A Rede Feminina está integrada ao Erasto tanto quanto a sala de radioterapia ou as enfermarias. As voluntárias, afinal, construíram o hospital, ao longo de 18 anos, e participam, a viva-voz, da diretoria geral, lado a lado com o corpo médico. Seu surgimento tem contornos épicos. Nasceu em 1954, com 15 ou 20 mulheres reunidas pela mulher do médico Erasto Gaertner, Anita, na Rua XV de Novembro com a General Carneiro, numa época em que a idéia organizada de voluntariado era tão vaga quanto discos voadores – que dirá abrir plantas arquitetônicas, levantar verbas para pagar o pedreiro e erguer um hospital até a cumeeira. A empreitada findou em 1972, ano da inauguração.

O período foi muito longo para o mestre-de-obras e os pacientes, mas o suficiente para popularizar a Rede Feminina e suas senhoras de avental rosado, rosa na lapela e estrelas na manga, multiplicadas, uma a uma, a cada cinco anos de perseverança na obra. Tão populares, os "anjos de rosa" se tornaram uma das marcas registradas de Curitiba, como a Boca Maldita e a Orquestra de Harmônicas.

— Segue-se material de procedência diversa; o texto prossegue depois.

//! Request handler for emission accounting
//!
//! - Enforces request limits from configuration
//! - Delegates to the accounting API
//! - Maps outcomes into responses, echoing the correlation id

use crate::config::PropagationConfig;
use crate::domain::errors::{EmissionError, ValidationReason};
use crate::ipc::payloads::{
    EmissionRequest, EmissionResponsePayload, ErrorPayload, RequestEnvelope, ResponseEnvelope,
};
use crate::ports::inbound::EmissionAccountingApi;
use std::time::Instant;
use tracing::{error, info, warn};

/// Handler in front of an `EmissionAccountingApi` implementation.
pub struct EmissionRequestHandler<A> {
    api: A,
    config: PropagationConfig,
}

impl<A: EmissionAccountingApi> EmissionRequestHandler<A> {
    pub fn new(api: A, config: PropagationConfig) -> Self {
        Self { api, config }
    }

    pub fn api(&self) -> &A {
        &self.api
    }

    /// Handle one request. Never fails; errors travel in the response.
    pub async fn handle(&self, envelope: RequestEnvelope) -> ResponseEnvelope {
        let start_time = Instant::now();
        let correlation_id = envelope.correlation_id;
        let operation = envelope.request.operation();

        let outcome = match self.check_limits(&envelope.request) {
            Ok(()) => self.dispatch(envelope.request).await,
            Err(e) => {
                warn!(%correlation_id, %operation, error = %e, "Request rejected");
                Err(e)
            }
        };
        let elapsed_ms = u64::try_from(start_time.elapsed().as_millis()).unwrap_or(u64::MAX);

        match outcome {
            Ok(payload) => {
                info!(%correlation_id, %operation, elapsed_ms, "Request handled");
                ResponseEnvelope {
                    correlation_id,
                    success: true,
                    payload: Some(payload),
                    error: None,
                    elapsed_ms,
                }
            }
            Err(e) => {
                error!(
                    %correlation_id,
                    %operation,
                    kind = %e.kind(),
                    error = %e,
                    "Request failed"
                );
                ResponseEnvelope {
                    correlation_id,
                    success: false,
                    payload: None,
                    error: Some(ErrorPayload::from(&e)),
                    elapsed_ms,
                }
            }
        }
    }

    fn check_limits(&self, request: &EmissionRequest) -> Result<(), EmissionError> {
        let reason = match request {
            EmissionRequest::DetectChains {
                max_chain_length: Some(requested),
            }
            | EmissionRequest::RegisterDetectedChains {
                max_chain_length: Some(requested),
            } if *requested > self.config.max_chain_length => {
                ValidationReason::ChainLengthTooLong {
                    requested: *requested,
                    max: self.config.max_chain_length,
                }
            }
            EmissionRequest::PropagateGraph { roots: Some(roots) }
                if roots.len() > self.config.max_graph_nodes =>
            {
                ValidationReason::TooManyNodes {
                    count: roots.len(),
                    max: self.config.max_graph_nodes,
                }
            }
            _ => return Ok(()),
        };

        Err(EmissionError::Validation {
            operation: request.operation(),
            reason,
        })
    }

    async fn dispatch(
        &self,
        request: EmissionRequest,
    ) -> Result<EmissionResponsePayload, EmissionError> {
        let payload = match request {
            EmissionRequest::CalculateAttribution { process_id } => {
                EmissionResponsePayload::Attribution(
                    self.api.calculate_attribution(process_id).await?,
                )
            }
            EmissionRequest::PropagatePoint {
                source_id,
                target_id,
            } => EmissionResponsePayload::PointPropagation(
                self.api.propagate_point(source_id, target_id).await?,
            ),
            EmissionRequest::PropagateChain { chain_id } => {
                EmissionResponsePayload::ChainPropagation(self.api.propagate_chain(chain_id).await?)
            }
            EmissionRequest::PropagateGraph { roots } => EmissionResponsePayload::GraphPropagation(
                self.api
                    .propagate_graph(EmissionRequest::graph_scope(roots))
                    .await?,
            ),
            EmissionRequest::GetContinueEdges { process_id } => {
                EmissionResponsePayload::ContinueEdges(
                    self.api.get_continue_edges(process_id).await?,
                )
            }
            EmissionRequest::SummarizeChain { chain_id } => {
                EmissionResponsePayload::ChainSummary(self.api.summarize_chain(chain_id).await?)
            }
            EmissionRequest::AggregateProduct { product_id } => {
                EmissionResponsePayload::ProductTotal(self.api.aggregate_product(product_id).await?)
            }
            EmissionRequest::DetectChains { max_chain_length } => {
                EmissionResponsePayload::DetectedChains(
                    self.api.detect_chains(max_chain_length).await?,
                )
            }
            EmissionRequest::RegisterDetectedChains { max_chain_length } => {
                EmissionResponsePayload::ChainRegistration(
                    self.api.register_detected_chains(max_chain_length).await?,
                )
            }
        };
        Ok(payload)
    }
}
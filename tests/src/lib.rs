//! # CBAM Test Suite
//!
//! Unified test crate for the emission engine.
//!
//! ## Structure
//!
//! ```text
//! tests/
//! ├── benches/          # Criterion benchmarks (graph propagation, detection)
//! └── src/
//!     ├── fixtures.rs   # Shared stores, datasets and service wiring
//!     └── integration/  # End-to-end flows through the public API
//! ```
//!
//! ## Running Tests
//!
//! ```bash
//! # All tests
//! cargo test -p cbam-tests
//!
//! # By category
//! cargo test -p cbam-tests integration::propagation_flows
//!
//! # Benchmarks
//! cargo bench -p cbam-tests
//! ```

pub mod fixtures;
pub mod integration;
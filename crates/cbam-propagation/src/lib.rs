//! # CBAM Emission Propagation
//!
//! Direct emission attribution per process and cumulative propagation along
//! `continue` edges, using Kahn's topological traversal for both chain and
//! graph modes.
//!
//! ## Architecture
//!
//! - **Domain**: Core entities (EmissionRecord, Edge, ProcessChain, PropagationGraph),
//!   the fixed-point `Emission` quantity, errors and invariants
//! - **Algorithms**: Graph building, Kahn's traversal, chain detection
//! - **Ports**: Inbound (EmissionAccountingApi) and Outbound (EmissionStore, EdgeGraph,
//!   ChainStore, Catalog, InputLedger, TimeSource)
//! - **Application**: Service orchestration
//! - **Adapters**: In-memory reference store
//! - **IPC**: Request/response handler for the driving side
//!
//! ## Propagation rule
//!
//! ```text
//! target.cumulative = Σ predecessor.cumulative + target.attrdir_em
//! ```
//!
//! A process without `continue` predecessors accumulates only its own direct
//! emission.

pub mod adapters;
pub mod algorithms;
pub mod application;
pub mod config;
pub mod domain;
pub mod ipc;
pub mod ports;

pub use adapters::{Dataset, InMemoryCbamStore};
pub use application::service::{EmissionAccountingDependencies, EmissionAccountingService};
pub use config::PropagationConfig;
pub use domain::entities::*;
pub use domain::errors::{
    EmissionError, EntityKind, ErrorKind, Fault, Operation, StoreError, ValidationReason,
};
pub use domain::value_objects::*;
pub use ipc::{
    EmissionRequest, EmissionRequestHandler, EmissionResponsePayload, ErrorPayload, RequestEnvelope,
    ResponseEnvelope,
};
pub use ports::inbound::EmissionAccountingApi;
pub use ports::outbound::{
    Catalog, ChainStore, EdgeGraph, EmissionStore, FixedTimeSource, InputLedger, SystemTimeSource,
    TimeSource,
};
//! Configuration for the emission propagation engine

use crate::domain::value_objects::Emission;
use serde::{Deserialize, Serialize};

/// Propagation configuration
#[derive(Clone, Debug, Serialize, Deserialize)]
pub struct PropagationConfig {
    /// Allowed drift between `attrdir_em` and `matdir + fueldir`
    pub attribution_tolerance: Emission,
    /// Longest path the chain detector will emit (processes per chain)
    pub max_chain_length: usize,
    /// Maximum processes in one graph-mode traversal (anti-DoS)
    pub max_graph_nodes: usize,
    /// Maximum `continue` edges in one graph-mode traversal (anti-DoS)
    pub max_edge_count: usize,
}

impl Default for PropagationConfig {
    fn default() -> Self {
        Self {
            attribution_tolerance: Emission::from_micros(1),
            max_chain_length: 10,
            max_graph_nodes: 10_000,
            max_edge_count: 50_000,
        }
    }
}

Ao assumir a presidência, quando já conhecia a confraria mais do que o quintal de casa, coube a Azurita desempoeirar essa história, vencer no grito as divisões internas e não deixar que a iniciativa de Anita Gaertner ficasse no período jurássico do voluntariado. A opinião é unânime: ela conseguiu. "Coloque aí, moço, que ela era uma guerreira incansável, uma lutadora", gritou à reportagem, em cima da hora, a voluntária Ana Maria Buabsi, companheira de trabalho da ex-presidente. Foi interrompida pela cantoria da missa que mexeu com a rotina e com a memória do Hospital Erasto Gaertner.